[[ DATA RECORDS open ]]
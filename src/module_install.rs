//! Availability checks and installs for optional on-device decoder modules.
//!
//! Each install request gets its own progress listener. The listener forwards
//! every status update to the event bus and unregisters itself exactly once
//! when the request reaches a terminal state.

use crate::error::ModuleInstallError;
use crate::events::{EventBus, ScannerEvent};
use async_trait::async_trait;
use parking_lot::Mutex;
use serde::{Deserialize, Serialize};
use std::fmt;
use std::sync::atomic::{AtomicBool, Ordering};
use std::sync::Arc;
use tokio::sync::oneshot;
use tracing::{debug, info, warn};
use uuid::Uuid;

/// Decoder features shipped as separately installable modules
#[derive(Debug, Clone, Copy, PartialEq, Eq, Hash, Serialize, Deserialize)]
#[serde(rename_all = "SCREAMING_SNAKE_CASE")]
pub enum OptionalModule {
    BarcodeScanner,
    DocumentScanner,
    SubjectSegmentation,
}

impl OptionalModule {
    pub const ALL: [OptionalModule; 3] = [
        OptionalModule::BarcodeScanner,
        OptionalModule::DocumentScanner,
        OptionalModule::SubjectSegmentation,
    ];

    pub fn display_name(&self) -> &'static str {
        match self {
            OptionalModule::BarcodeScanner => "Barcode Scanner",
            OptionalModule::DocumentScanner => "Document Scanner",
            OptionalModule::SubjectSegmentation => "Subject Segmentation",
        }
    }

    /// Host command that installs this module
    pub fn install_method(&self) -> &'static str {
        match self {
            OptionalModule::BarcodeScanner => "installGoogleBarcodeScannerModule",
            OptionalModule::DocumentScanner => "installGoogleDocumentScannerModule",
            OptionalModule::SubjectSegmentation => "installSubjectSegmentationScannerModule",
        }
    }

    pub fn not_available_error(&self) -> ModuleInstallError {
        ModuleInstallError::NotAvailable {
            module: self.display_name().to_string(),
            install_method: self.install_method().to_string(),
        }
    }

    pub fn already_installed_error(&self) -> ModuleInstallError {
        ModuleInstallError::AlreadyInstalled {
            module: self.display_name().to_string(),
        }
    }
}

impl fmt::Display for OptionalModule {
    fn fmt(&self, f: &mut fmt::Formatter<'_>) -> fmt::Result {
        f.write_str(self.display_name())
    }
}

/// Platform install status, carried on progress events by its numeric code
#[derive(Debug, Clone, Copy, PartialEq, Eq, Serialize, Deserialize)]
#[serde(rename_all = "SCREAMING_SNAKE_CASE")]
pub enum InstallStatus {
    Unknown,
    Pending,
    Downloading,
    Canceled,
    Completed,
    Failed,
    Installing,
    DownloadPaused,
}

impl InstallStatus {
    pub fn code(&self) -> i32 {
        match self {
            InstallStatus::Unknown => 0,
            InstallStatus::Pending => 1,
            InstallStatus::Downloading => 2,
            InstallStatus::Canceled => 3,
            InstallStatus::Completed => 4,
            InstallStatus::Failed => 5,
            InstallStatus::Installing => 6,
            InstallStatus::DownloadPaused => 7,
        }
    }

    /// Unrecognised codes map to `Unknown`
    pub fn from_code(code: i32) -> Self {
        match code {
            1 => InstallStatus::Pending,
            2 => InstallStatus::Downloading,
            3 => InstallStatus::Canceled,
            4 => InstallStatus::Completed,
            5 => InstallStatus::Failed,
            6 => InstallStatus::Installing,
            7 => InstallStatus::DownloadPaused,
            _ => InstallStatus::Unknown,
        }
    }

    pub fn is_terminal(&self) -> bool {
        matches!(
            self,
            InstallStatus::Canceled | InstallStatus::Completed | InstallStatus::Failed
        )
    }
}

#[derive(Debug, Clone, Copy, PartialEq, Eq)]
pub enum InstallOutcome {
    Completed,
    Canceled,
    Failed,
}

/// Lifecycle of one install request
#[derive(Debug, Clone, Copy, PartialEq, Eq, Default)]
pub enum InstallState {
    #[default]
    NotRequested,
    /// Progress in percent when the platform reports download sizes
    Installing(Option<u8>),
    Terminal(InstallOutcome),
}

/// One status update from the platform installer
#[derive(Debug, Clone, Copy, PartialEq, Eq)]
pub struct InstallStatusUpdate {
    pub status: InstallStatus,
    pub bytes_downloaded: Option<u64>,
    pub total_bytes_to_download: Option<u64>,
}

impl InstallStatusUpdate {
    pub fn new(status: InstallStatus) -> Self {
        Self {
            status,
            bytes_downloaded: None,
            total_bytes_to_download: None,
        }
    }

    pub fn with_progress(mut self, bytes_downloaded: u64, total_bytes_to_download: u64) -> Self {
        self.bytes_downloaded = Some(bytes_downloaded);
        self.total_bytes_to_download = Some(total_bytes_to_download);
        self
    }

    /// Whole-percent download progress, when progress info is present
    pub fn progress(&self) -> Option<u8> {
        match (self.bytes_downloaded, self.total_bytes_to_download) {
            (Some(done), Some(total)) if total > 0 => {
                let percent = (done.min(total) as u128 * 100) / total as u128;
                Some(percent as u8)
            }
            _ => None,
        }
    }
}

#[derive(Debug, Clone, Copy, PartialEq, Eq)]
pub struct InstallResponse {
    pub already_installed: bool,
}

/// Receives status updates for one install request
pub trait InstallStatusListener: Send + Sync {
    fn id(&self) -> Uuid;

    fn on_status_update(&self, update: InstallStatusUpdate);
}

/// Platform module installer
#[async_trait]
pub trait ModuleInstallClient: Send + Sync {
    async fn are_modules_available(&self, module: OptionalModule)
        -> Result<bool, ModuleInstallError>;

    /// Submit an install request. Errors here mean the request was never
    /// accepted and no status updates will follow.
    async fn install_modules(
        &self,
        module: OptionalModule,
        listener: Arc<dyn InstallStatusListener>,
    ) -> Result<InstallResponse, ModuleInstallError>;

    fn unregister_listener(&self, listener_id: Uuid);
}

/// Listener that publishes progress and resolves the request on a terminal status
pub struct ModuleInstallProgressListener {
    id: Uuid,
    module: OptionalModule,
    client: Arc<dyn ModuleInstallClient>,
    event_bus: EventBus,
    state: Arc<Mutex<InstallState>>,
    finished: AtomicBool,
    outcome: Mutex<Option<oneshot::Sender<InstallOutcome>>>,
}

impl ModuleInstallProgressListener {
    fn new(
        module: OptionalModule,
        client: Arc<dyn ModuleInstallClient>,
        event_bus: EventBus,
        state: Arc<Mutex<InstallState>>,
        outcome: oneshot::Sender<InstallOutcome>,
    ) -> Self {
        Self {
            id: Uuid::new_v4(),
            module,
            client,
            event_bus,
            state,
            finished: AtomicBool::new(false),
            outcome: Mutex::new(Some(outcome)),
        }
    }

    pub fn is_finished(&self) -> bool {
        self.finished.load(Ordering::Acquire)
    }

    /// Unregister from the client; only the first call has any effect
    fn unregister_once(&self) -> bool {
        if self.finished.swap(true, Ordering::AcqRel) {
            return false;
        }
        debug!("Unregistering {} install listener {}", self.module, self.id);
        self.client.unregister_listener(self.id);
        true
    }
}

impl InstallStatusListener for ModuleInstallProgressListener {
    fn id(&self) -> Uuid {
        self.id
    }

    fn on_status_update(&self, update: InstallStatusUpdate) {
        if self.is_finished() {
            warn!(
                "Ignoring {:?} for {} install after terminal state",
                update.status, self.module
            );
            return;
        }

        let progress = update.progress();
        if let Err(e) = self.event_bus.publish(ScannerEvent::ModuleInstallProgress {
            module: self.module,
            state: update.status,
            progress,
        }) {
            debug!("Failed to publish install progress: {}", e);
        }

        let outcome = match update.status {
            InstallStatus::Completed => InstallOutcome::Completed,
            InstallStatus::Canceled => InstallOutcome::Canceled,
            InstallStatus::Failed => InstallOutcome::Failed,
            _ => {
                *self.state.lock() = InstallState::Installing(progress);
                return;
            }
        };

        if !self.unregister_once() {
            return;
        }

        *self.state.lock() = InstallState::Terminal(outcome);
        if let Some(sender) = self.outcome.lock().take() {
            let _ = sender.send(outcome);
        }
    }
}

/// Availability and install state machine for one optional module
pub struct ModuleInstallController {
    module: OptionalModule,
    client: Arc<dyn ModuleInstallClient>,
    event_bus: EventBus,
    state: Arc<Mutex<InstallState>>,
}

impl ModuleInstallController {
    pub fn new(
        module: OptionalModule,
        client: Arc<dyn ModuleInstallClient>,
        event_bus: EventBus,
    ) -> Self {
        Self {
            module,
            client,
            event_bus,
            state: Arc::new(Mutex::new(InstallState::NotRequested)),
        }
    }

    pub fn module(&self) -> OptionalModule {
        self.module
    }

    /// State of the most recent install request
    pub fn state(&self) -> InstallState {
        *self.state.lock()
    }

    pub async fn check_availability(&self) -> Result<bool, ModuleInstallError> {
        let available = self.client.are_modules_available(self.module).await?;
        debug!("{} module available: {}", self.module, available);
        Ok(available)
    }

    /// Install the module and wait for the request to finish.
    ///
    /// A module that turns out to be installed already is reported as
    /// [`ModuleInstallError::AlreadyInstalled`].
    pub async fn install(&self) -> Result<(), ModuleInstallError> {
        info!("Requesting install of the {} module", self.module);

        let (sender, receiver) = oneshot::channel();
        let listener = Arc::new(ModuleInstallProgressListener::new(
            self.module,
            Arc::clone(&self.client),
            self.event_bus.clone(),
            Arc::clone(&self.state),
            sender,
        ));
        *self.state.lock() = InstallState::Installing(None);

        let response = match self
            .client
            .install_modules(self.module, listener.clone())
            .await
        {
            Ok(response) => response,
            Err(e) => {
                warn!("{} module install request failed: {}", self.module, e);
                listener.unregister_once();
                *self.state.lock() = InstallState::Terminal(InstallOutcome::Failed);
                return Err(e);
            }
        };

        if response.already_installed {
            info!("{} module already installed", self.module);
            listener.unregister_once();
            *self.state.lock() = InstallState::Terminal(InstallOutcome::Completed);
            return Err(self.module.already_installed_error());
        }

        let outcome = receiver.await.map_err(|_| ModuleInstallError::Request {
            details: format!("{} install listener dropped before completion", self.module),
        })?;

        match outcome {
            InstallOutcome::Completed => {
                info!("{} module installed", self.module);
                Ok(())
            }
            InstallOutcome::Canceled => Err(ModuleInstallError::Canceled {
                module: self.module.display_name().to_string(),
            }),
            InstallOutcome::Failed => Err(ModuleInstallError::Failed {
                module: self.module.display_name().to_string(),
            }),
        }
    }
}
[[ DATA RECORDS closed ]]
WORK REQUEST. List all lines from the entries that include the word "BarcodeScanner".

YOUR SOLUTION.
    BarcodeScanner,
        OptionalModule::BarcodeScanner,
            OptionalModule::BarcodeScanner => "Barcode Scanner",
            OptionalModule::BarcodeScanner => "installGoogleBarcodeScannerModule",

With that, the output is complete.